Avoiding the Fight – De-Escalation & Disengagement for Armed Citizens

Carrying a gun doesn’t give you permission to argue harder or take more risks. It raises the cost of every bad decision.


Our “Avoiding the Fight” manual teaches students how to recognize conflict early, control their own reactions, and exit situations before force is even on the table. This page is the public summary of that material.

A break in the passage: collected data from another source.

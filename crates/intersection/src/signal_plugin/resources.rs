use std::time::{SystemTime, UNIX_EPOCH};

use bevy::prelude::*;

use crate::controller::{Controller, IngestOutcome};
use crate::error::IngestError;
use crate::notify::NoticeBuffer;
use crate::readings::SensorEvent;
use crate::Millis;

/// The controller, owned by the ECS world.
#[derive(Resource, Deref, DerefMut)]
pub struct SignalController(pub Controller);

#[derive(Debug, Clone, Copy, PartialEq, Eq)]
pub enum ClockSource {
    /// Unix epoch milliseconds from the system clock.
    Wall,
    /// Only moves when told to. Used by tests and scripted drivers.
    Manual,
}

/// Time source for every controller call made by the plugin.
///
/// The reading is latched once per frame (`sync_signal_clock`) so all
/// systems in a frame agree on "now", and it never moves backwards.
#[derive(Resource, Debug, Clone, Copy, PartialEq, Eq)]
pub struct SignalClock {
    source: ClockSource,
    now: Millis,
}

impl SignalClock {
    pub fn wall() -> Self {
        Self {
            source: ClockSource::Wall,
            now: wall_clock_ms(),
        }
    }

    pub fn manual(start: Millis) -> Self {
        Self {
            source: ClockSource::Manual,
            now: start,
        }
    }

    pub fn now(&self) -> Millis {
        self.now
    }

    pub fn source(&self) -> ClockSource {
        self.source
    }

    pub fn is_manual(&self) -> bool {
        self.source == ClockSource::Manual
    }

    /// Move a manual clock to `at`. Earlier times are ignored.
    pub fn set(&mut self, at: Millis) {
        if self.is_manual() {
            self.now = self.now.max(at);
        }
    }

    pub fn advance_by(&mut self, ms: Millis) {
        if self.is_manual() {
            self.now = self.now.saturating_add(ms);
        }
    }

    /// Latch the system clock. No-op for manual clocks.
    pub fn sync(&mut self) {
        if self.source == ClockSource::Wall {
            self.now = self.now.max(wall_clock_ms());
        }
    }
}

impl Default for SignalClock {
    fn default() -> Self {
        Self::wall()
    }
}

fn wall_clock_ms() -> Millis {
    SystemTime::now()
        .duration_since(UNIX_EPOCH)
        .map(|d| d.as_millis() as Millis)
        .unwrap_or(0)
}

/// Sensor events waiting for the next `SignalSet::Ingest` pass, in arrival
/// order.
#[derive(Resource, Default, Debug)]
pub struct SensorInbox {
    pending: Vec<SensorEvent>,
}

impl SensorInbox {
    pub fn push(&mut self, event: SensorEvent) {
        self.pending.push(event);
    }

    pub fn drain(&mut self) -> Vec<SensorEvent> {
        std::mem::take(&mut self.pending)
    }

    pub fn len(&self) -> usize {
        self.pending.len()
    }

    pub fn is_empty(&self) -> bool {
        self.pending.is_empty()
    }
}

/// Maximum number of ingest results kept in the log.
const MAX_ENTRIES: usize = 64;

#[derive(Debug, Clone, PartialEq)]
pub struct IngestRecord {
    pub at: Millis,
    pub result: Result<IngestOutcome, IngestError>,
}

/// Ring buffer of the most recent ingest results so transports can answer
/// the device that sent each event.
#[derive(Resource, Default, Debug)]
pub struct IngestResultLog {
    entries: Vec<IngestRecord>,
}

impl IngestResultLog {
    /// Oldest entry is evicted when full.
    pub fn push(&mut self, at: Millis, result: Result<IngestOutcome, IngestError>) {
        if self.entries.len() >= MAX_ENTRIES {
            self.entries.remove(0);
        }
        self.entries.push(IngestRecord { at, result });
    }

    pub fn last(&self) -> Option<&IngestRecord> {
        self.entries.last()
    }

    pub fn last_n(&self, n: usize) -> &[IngestRecord] {
        let start = self.entries.len().saturating_sub(n);
        &self.entries[start..]
    }

    pub fn len(&self) -> usize {
        self.entries.len()
    }

    pub fn is_empty(&self) -> bool {
        self.entries.is_empty()
    }
}

/// Notification buffer the controller writes into; drained every frame by
/// `publish_signal_notifications`.
#[derive(Resource, Clone, Default, Debug, Deref)]
pub struct SignalOutbox(pub NoticeBuffer);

Why Avoiding the Fight Is a Core Skill

In our CCW program we treat conflict avoidance as a primary skill, not an afterthought. Students learn that:

  • Legal self-defense is expensive and life-altering

  • Ego and pride are common triggers in bad shootings

  • Responsible carriers focus on staying out of trouble, not winning arguments


Key Themes From the Manual

1. Situational awareness and early warning signs
Recognizing anomalies, pre-incident behavior, and shifts in body language so you can leave early instead of reacting late.

2. Ego management
Understanding how feeling “disrespected” or “challenged” can push armed citizens into unnecessary confrontations—and how to override that impulse.

3. Verbal de-escalation
Using calm tone, short phrases, and non-threatening body language to give the other person a way to back down without losing face.

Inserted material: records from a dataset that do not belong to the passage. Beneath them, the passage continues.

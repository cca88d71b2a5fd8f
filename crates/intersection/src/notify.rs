//! Notification sinks.
//!
//! The controller announces every committed state change to each registered
//! sink, synchronously, after the mutation is complete. Sinks cannot fail
//! back into the controller; whatever they do with a notice is their own
//! business.

use std::sync::{Arc, Mutex, PoisonError};

use crate::records::{PhaseChangeRecord, PresenceRecord};
use crate::snapshot::IntersectionSnapshot;

pub trait NotificationSink: Send + Sync {
    /// Called once per announced change with the fresh snapshot.
    fn on_state(&mut self, snapshot: &IntersectionSnapshot);

    /// Transitions committed by the call being announced. Called before
    /// `on_state`, only when non-empty.
    fn on_phase_changes(&mut self, _records: &[PhaseChangeRecord]) {}

    /// Presence intervals closed by the call being announced. Called before
    /// `on_state`, only when non-empty.
    fn on_presence(&mut self, _records: &[PresenceRecord]) {}
}

/// Plain closures subscribe to snapshots only.
impl<F> NotificationSink for F
where
    F: FnMut(&IntersectionSnapshot) + Send + Sync,
{
    fn on_state(&mut self, snapshot: &IntersectionSnapshot) {
        self(snapshot)
    }
}

#[derive(Debug, Clone, PartialEq)]
pub enum Notice {
    State(Box<IntersectionSnapshot>),
    PhaseChange(PhaseChangeRecord),
    Presence(PresenceRecord),
}

/// Sink that buffers notices for another owner to drain later. Clones share
/// the same buffer, so one clone goes to the controller and one stays with
/// the consumer.
#[derive(Debug, Clone, Default)]
pub struct NoticeBuffer {
    inner: Arc<Mutex<Vec<Notice>>>,
}

impl NoticeBuffer {
    pub fn drain(&self) -> Vec<Notice> {
        let mut notices = self.inner.lock().unwrap_or_else(PoisonError::into_inner);
        std::mem::take(&mut *notices)
    }

    pub fn len(&self) -> usize {
        self.inner
            .lock()
            .unwrap_or_else(PoisonError::into_inner)
            .len()
    }

    pub fn is_empty(&self) -> bool {
        self.len() == 0
    }

    fn push(&self, notice: Notice) {
        self.inner
            .lock()
            .unwrap_or_else(PoisonError::into_inner)
            .push(notice);
    }
}

impl NotificationSink for NoticeBuffer {
    fn on_state(&mut self, snapshot: &IntersectionSnapshot) {
        self.push(Notice::State(Box::new(snapshot.clone())));
    }

    fn on_phase_changes(&mut self, records: &[PhaseChangeRecord]) {
        for record in records {
            self.push(Notice::PhaseChange(record.clone()));
        }
    }

    fn on_presence(&mut self, records: &[PresenceRecord]) {
        for record in records {
            self.push(Notice::Presence(record.clone()));
        }
    }
}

4. Disengagement and exit strategies
Pre-planning how to step away, change locations, or leave when a situation is going sideways, especially while carrying in public.


What Students Take Away

By the end of this block of training, our students understand:

  • How to spot trouble early in parking lots, gas stations, and public spaces

  • How to respond to road rage, insults, or provocations without escalating

  • How to align their behavior with legal standards like “reasonable person”

  • Why “I avoided the fight” is a win, not a loss


Where This Fits in the 2A Firearms Academy Curriculum

This material is reinforced in:

  • CCW initial and renewal classes

  • Advanced pistol courses

  • Church security and protective-team training

We teach students that safety and judgment are more important than speed or bravado.